— Brief —
Please find every line in the records below that contains the word "usize", and copy it.
++++++++++++++++++++
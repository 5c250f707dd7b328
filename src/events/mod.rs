use chrono::{DateTime, Utc};
use rust_decimal::Decimal;
use serde::{Deserialize, Serialize};
use tokio::sync::mpsc;
use tracing::{info, warn};
use uuid::Uuid;

/// Domain events emitted by the storefront services.
#[derive(Debug, Clone, PartialEq, Serialize, Deserialize)]
pub enum Event {
    // Order events
    OrderCreated {
        order_id: Uuid,
        total_price: Decimal,
    },
    OrderStatusChanged {
        order_id: Uuid,
        old_status: String,
        new_status: String,
    },

    // Payment events
    PaymentReceived {
        order_id: Uuid,
        amount: Option<Decimal>,
    },
    PaymentFailed {
        order_id: Uuid,
        gateway_status: String,
    },

    // Inventory events
    StockRestored {
        order_id: Uuid,
        lines: usize,
    },

    // Promotion events
    PromotionApplied {
        promotion_id: Uuid,
        products: usize,
    },
    PromotionReverted {
        promotion_id: Uuid,
        products: usize,
    },
    PromotionsExpired {
        expired: usize,
        failed: usize,
        at: DateTime<Utc>,
    },
}

#[derive(Debug, Clone)]
pub struct EventSender {
    sender: mpsc::Sender<Event>,
}

impl EventSender {
    /// Creates a new EventSender
    pub fn new(sender: mpsc::Sender<Event>) -> Self {
        Self { sender }
    }

    /// Sends an event asynchronously
    pub async fn send(&self, event: Event) -> Result<(), String> {
        self.sender
            .send(event)
            .await
            .map_err(|e| format!("Failed to send event: {}", e))
    }

    /// Sends an event, logging instead of failing when the channel is closed
    pub async fn send_or_log(&self, event: Event) {
        if let Err(e) = self.send(event).await {
            warn!("{}", e);
        }
    }
}

/// Drains the event channel, logging each event until every sender is dropped.
pub async fn process_events(mut rx: mpsc::Receiver<Event>) {
    info!("Starting event processing loop");

    while let Some(event) = rx.recv().await {
        match &event {
            Event::PaymentFailed { order_id, gateway_status } => {
                warn!(%order_id, %gateway_status, "Payment failed");
            }
            Event::PromotionsExpired { failed, .. } if *failed > 0 => {
                warn!(?event, "Promotion sweep finished with failures");
            }
            _ => info!(?event, "Domain event"),
        }
    }

    info!("Event processing loop stopped");
}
++++++++++++++++++++
— Written answer —
        lines: usize,
        products: usize,
        products: usize,
        expired: usize,
        failed: usize,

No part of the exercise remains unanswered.